> Task objective
Your answer should consist of all lines in the listing that hold the word "BranchSolutions".

> Data listing
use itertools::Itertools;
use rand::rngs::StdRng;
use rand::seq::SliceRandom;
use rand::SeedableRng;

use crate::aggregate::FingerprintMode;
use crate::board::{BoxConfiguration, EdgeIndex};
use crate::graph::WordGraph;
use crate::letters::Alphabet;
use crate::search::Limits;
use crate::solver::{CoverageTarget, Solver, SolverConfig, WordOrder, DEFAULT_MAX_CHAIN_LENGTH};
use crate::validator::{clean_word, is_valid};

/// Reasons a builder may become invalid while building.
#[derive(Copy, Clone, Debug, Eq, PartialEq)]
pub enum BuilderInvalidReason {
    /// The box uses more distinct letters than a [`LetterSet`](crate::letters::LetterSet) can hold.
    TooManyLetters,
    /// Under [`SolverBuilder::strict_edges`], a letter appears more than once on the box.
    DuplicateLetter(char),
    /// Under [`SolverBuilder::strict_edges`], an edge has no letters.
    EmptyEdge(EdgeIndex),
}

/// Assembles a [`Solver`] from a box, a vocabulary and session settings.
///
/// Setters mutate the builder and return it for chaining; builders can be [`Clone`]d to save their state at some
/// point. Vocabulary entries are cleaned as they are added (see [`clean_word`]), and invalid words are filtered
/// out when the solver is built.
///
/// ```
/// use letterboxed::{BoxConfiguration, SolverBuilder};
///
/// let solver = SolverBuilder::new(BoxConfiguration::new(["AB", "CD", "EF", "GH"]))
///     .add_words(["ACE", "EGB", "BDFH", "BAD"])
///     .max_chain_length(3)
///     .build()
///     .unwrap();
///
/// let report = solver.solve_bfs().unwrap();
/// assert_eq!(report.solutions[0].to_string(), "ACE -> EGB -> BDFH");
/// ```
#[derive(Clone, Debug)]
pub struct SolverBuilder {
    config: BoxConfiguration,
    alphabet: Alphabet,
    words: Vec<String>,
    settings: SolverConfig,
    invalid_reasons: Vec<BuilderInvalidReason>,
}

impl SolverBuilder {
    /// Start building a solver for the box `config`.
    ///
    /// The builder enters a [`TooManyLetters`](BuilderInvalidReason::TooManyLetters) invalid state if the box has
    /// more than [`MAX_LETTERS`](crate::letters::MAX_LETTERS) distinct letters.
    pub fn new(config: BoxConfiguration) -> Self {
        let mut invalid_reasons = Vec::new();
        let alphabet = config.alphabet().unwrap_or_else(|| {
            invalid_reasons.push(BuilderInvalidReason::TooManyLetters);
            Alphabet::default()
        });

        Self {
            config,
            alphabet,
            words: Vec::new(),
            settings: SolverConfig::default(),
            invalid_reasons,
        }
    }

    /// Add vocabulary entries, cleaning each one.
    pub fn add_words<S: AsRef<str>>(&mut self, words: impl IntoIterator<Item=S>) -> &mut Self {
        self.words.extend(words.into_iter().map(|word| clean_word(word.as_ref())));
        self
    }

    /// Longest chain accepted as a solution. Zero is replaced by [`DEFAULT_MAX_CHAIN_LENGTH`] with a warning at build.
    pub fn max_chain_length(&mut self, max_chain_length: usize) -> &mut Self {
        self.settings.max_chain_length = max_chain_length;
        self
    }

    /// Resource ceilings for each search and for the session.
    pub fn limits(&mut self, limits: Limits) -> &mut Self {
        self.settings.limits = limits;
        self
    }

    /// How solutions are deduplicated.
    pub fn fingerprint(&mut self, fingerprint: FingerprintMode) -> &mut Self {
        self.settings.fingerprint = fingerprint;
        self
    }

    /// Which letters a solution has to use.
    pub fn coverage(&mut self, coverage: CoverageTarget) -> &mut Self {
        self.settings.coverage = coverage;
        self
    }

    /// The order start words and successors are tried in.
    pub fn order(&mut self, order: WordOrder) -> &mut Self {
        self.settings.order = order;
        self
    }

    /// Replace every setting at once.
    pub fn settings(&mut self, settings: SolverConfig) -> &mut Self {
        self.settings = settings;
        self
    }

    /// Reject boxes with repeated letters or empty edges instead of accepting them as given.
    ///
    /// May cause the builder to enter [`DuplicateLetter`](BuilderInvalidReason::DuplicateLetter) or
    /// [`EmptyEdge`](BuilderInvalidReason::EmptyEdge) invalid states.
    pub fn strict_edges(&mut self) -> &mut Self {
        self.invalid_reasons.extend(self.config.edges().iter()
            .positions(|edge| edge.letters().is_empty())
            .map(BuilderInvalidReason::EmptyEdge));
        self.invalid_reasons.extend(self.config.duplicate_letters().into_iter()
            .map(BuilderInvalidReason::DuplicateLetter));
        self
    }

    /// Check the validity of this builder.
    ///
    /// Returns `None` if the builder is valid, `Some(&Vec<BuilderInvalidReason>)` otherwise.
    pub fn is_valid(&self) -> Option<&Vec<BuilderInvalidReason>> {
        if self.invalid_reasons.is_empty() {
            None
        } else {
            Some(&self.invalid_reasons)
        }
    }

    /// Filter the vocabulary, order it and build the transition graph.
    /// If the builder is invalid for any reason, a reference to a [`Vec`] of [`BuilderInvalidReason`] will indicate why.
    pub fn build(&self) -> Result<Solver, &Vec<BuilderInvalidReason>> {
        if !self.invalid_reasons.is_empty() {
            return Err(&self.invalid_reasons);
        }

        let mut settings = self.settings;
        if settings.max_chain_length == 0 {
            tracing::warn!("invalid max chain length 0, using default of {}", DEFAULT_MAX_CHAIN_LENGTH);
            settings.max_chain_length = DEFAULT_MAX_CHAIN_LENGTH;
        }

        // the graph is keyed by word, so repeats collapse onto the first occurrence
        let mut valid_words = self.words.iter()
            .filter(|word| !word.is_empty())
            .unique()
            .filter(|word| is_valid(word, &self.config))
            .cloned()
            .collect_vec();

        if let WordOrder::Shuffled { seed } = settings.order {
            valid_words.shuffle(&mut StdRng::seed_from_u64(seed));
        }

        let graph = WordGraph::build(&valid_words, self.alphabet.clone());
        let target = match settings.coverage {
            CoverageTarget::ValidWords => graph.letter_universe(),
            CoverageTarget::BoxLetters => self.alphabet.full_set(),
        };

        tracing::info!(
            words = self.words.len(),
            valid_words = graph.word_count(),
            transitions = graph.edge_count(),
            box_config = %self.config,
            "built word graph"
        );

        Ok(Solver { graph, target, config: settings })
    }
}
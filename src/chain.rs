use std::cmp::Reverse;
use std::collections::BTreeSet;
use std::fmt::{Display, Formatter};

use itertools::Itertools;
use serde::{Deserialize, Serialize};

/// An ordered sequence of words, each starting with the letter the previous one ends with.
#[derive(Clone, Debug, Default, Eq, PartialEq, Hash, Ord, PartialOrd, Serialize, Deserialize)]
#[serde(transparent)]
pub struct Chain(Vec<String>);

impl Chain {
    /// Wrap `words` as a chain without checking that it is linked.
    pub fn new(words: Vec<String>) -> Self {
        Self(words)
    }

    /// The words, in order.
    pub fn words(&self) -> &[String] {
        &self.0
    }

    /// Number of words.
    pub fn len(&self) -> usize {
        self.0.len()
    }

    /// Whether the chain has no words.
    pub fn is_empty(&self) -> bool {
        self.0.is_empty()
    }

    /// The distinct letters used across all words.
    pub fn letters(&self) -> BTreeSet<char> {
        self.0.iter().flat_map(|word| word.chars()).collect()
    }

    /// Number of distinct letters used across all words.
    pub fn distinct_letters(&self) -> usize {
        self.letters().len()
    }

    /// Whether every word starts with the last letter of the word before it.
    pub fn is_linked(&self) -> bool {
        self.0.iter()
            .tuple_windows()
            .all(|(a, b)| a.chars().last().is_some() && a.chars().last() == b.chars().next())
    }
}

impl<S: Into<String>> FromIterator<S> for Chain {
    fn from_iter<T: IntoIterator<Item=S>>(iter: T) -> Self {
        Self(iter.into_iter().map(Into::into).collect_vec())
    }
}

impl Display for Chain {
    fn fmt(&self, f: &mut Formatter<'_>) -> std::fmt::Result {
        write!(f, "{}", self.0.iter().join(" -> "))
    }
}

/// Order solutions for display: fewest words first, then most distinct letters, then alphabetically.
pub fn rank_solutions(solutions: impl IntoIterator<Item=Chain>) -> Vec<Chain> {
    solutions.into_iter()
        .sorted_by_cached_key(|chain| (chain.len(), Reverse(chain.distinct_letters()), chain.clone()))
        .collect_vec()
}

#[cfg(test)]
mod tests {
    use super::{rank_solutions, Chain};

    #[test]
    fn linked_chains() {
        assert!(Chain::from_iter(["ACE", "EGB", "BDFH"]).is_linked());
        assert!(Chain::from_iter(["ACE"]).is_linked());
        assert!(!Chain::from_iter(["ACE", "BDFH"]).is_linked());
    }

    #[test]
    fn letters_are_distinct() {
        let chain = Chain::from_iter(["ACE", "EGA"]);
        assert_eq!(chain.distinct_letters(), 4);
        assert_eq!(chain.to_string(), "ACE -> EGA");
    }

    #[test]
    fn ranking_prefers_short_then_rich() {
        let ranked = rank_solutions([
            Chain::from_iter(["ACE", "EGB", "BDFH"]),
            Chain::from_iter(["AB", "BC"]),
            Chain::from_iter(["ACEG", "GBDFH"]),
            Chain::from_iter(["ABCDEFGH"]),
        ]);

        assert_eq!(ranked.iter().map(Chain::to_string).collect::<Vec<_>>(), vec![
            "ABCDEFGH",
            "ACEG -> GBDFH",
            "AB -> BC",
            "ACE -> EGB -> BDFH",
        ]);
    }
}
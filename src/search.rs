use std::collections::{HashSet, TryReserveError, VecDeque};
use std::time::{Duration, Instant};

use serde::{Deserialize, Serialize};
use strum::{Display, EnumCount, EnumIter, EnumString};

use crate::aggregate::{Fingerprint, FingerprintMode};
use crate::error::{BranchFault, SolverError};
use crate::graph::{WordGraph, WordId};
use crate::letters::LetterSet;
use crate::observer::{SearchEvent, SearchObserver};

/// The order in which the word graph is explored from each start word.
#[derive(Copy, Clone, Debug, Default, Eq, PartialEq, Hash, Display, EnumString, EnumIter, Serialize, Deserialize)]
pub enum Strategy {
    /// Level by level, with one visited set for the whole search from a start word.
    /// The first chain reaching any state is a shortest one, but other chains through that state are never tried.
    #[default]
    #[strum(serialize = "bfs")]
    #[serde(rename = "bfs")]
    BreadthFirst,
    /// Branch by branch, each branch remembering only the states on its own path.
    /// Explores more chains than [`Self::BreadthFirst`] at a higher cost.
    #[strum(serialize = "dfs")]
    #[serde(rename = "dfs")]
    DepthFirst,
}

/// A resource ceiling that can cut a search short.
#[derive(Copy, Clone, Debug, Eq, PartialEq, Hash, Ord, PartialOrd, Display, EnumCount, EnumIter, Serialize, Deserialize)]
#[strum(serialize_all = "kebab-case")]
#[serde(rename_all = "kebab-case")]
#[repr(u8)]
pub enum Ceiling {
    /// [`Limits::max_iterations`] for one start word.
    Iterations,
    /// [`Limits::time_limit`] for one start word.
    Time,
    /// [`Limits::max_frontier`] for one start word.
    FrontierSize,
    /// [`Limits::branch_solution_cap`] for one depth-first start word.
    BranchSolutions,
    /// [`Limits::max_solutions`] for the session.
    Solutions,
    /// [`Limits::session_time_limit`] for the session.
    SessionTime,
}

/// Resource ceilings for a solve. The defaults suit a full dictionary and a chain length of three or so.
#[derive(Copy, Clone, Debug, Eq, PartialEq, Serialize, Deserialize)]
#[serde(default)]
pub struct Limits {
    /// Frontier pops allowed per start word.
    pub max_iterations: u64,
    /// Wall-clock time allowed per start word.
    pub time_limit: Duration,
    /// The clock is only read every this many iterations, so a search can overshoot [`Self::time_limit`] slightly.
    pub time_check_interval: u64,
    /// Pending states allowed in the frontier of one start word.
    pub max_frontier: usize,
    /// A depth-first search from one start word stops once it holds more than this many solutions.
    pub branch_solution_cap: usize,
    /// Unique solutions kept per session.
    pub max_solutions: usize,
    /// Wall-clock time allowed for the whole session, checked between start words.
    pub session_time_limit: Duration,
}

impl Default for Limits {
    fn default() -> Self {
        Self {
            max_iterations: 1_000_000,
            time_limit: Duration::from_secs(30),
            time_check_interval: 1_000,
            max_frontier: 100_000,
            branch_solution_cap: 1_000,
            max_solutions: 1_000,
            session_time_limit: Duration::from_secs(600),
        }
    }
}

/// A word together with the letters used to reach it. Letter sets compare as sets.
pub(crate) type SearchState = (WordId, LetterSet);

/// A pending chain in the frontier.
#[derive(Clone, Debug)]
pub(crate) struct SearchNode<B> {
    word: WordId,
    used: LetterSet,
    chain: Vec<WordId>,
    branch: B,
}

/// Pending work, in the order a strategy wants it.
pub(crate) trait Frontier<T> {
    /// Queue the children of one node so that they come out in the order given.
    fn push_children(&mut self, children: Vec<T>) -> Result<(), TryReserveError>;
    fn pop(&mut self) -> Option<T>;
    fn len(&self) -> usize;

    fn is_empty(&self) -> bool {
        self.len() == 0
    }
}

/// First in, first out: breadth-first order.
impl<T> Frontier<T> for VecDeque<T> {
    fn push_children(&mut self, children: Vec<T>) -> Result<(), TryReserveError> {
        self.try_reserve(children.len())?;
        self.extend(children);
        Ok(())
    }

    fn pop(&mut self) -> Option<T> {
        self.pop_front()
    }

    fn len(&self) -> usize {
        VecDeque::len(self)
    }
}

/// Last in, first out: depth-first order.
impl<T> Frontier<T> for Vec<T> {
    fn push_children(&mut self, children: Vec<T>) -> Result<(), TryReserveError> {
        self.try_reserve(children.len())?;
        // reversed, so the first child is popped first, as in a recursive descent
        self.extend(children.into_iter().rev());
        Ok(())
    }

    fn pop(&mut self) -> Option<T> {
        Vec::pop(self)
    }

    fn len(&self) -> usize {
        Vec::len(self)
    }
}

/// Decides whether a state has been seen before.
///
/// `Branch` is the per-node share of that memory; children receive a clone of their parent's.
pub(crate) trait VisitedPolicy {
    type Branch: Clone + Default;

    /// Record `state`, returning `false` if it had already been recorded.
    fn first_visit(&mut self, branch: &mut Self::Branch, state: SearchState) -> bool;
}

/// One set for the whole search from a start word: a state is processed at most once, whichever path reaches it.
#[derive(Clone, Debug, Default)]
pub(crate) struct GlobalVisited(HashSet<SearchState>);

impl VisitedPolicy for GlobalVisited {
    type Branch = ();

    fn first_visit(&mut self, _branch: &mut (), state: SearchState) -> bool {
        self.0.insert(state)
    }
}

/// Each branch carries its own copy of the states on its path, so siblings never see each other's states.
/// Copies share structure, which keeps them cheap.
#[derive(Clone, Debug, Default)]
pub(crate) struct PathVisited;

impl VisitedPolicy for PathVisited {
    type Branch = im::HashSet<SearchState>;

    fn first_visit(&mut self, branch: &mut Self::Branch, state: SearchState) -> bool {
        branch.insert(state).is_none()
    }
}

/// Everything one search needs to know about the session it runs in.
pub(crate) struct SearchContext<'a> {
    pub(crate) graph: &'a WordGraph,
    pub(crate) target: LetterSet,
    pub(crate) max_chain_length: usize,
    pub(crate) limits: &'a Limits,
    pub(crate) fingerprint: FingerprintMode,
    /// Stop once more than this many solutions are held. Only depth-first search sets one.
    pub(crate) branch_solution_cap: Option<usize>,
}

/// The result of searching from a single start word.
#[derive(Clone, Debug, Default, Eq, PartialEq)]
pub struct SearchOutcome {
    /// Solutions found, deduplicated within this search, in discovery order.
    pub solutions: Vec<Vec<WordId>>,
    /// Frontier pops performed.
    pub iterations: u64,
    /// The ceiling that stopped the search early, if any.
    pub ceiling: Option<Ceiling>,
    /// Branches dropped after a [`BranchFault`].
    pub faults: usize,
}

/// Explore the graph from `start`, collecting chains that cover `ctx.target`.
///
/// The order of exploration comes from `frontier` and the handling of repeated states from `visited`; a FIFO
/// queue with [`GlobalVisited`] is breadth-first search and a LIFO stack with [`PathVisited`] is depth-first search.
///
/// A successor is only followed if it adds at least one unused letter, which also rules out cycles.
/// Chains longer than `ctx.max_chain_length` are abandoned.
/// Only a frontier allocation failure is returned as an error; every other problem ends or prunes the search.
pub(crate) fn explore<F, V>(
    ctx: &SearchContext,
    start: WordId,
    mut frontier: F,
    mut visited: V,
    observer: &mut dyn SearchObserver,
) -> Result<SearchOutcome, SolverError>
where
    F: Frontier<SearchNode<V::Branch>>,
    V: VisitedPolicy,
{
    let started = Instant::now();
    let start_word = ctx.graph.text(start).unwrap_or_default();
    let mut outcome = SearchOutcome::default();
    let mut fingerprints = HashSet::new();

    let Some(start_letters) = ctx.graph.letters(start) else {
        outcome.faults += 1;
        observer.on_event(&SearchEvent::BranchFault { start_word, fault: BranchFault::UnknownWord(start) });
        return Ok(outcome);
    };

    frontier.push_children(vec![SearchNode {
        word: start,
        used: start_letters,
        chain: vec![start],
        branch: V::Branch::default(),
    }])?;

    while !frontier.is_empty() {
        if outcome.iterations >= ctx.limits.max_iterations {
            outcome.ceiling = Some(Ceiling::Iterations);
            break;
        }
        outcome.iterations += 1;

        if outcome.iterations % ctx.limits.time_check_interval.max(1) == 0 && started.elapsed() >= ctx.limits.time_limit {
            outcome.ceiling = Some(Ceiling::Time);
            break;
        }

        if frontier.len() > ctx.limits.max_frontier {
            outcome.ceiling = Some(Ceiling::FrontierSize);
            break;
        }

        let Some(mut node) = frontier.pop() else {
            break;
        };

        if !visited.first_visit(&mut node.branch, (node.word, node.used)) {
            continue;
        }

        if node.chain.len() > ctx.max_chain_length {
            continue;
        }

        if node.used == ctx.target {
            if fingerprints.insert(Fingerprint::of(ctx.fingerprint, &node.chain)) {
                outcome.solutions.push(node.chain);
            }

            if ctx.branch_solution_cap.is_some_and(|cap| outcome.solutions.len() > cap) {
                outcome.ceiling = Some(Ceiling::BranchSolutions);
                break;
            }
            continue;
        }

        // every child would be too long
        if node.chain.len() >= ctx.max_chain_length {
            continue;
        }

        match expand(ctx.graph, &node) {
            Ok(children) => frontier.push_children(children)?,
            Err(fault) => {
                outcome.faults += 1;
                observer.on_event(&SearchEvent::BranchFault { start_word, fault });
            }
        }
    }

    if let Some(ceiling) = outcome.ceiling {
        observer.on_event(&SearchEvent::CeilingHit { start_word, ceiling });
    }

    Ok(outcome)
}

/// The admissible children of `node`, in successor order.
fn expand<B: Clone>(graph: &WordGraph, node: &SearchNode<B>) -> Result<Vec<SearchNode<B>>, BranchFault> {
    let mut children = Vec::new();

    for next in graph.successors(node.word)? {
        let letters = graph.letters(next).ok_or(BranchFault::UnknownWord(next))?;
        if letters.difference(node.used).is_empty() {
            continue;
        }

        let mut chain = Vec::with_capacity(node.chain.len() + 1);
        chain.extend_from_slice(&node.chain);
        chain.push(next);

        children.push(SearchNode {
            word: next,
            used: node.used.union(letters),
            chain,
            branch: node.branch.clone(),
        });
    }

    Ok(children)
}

> Answer box
    BranchSolutions,
                outcome.ceiling = Some(Ceiling::BranchSolutions);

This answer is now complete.